Data challenges for real estate
Despite the value of this data in the real estate sector, there are still some challenges. The required data often is not available, not granular enough, or outdated. If the data is available, not all manual data corrections might be performed. They might not have been harmonized across geographic areas, or the data might not be cleaned yet. So, problems can arise even before starting a simple analysis. This means there is a risk of ending up with expensive but worthless or even misleading analysis results due to, for instance, personal bias by the expert 'correcting' the data issues. The alternative is buying the data, but good data comes at a price.
The benefits of AI for real estate companies
Once the challenges have been overcome, the insights that have been derived can be hugely beneficial for real estate companies. Enhancing their datasets with geographical features will justify the application of powerful analytics. This will lead to even better insight into previous market developments, sub-markets, locations, and interdependencies.
Bridging the data-knowledge gap
Using a "digital twin" approach can be of great value in real estate. A "digital twin" uses the information from data-rich environments and applies this knowledge to somewhat similar but data-poor areas. Based on the right data and a machine learning algorithm, the computer will build a model. This model will be able to render valuable answers based on simple information as the address and the construction year. For example, the model could be used to provide precise predictions of current and future rental values or recommendations for the highest yielding refurbishment options.
Explainable Artificial Intelligence (XAI)
To make this process as efficient and effective as possible, the prediction models will be integrated via API (often in the form of AI as a Service') into the workflows of real estate management software, feed planning, or risk models. This will enhance reports and provide visualization and make the decision-making process easier.
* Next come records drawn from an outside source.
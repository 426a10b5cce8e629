pub mod camera;
pub mod perf;
pub mod projection;
pub mod rendering;
pub mod terrain;
/// Isovoxel - chunked voxel world with painter's-algorithm software
/// rendering under a yaw-rotatable isometric-style projection
pub mod voxel;
pub mod world;

pub use camera::{Camera, CameraController};
pub use perf::{CounterSnapshot, FrameCounters, PerfStats, FRAME_COUNTERS};
pub use projection::Rotation;
pub use rendering::{build_draw_list, DepthEntry, Framebuffer, Renderer, SpriteSheet};
pub use terrain::TerrainGenerator;
pub use voxel::{Block, BlockType, Chunk, ChunkDims};
pub use world::{World, WorldConfig};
However, with this much at stake, investors will doubt a machine prediction, especially if it is purchased externally as a service. That is why there is an approach called "explainable AI," which refers to AI being applied so that the results are easy to understand. Explainability will make the results more trustable and provide further insights, like why certain properties are more valuable than similar ones in the same area.
Real estate predictions 2021
This year the technology will become mature and suitable for use by the masses. Enough users will use it to make an impact on the market and unleash its full potential for the first time. For those who have invested in this technology early, data gathering and cleaning efforts will eventually become a thing of the past.